▸ Problem description: Look below for the line with "appears more than", and from there restate every line word for word until the entries end.

▸ Records shown:
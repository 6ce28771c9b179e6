use thiserror::Error;

#[derive(Debug, Clone, PartialEq, Eq, Error)]
pub enum BoardError {
    #[error("a board needs at least one row and one column")]
    Empty,
    #[error("row {row} has {found} cells, expected {expected}")]
    RaggedRow {
        row: usize,
        expected: usize,
        found: usize,
    },
    #[error("a {rows}x{cols} board has more than {max} cells")]
    TooLarge { rows: usize, cols: usize, max: usize },
    #[error("tile {tile} is out of range, a board with {cells} cells holds 0..{cells}")]
    TileOutOfRange { tile: usize, cells: usize },
    #[error("tile {tile} appears more than once")]
    DuplicateTile { tile: usize },
    #[error("the board has no blank (0) cell")]
    MissingBlank,
}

▸ Exercise answer:
    #[error("tile {tile} appears more than once")]
    DuplicateTile { tile: usize },
    #[error("the board has no blank (0) cell")]
    MissingBlank,
}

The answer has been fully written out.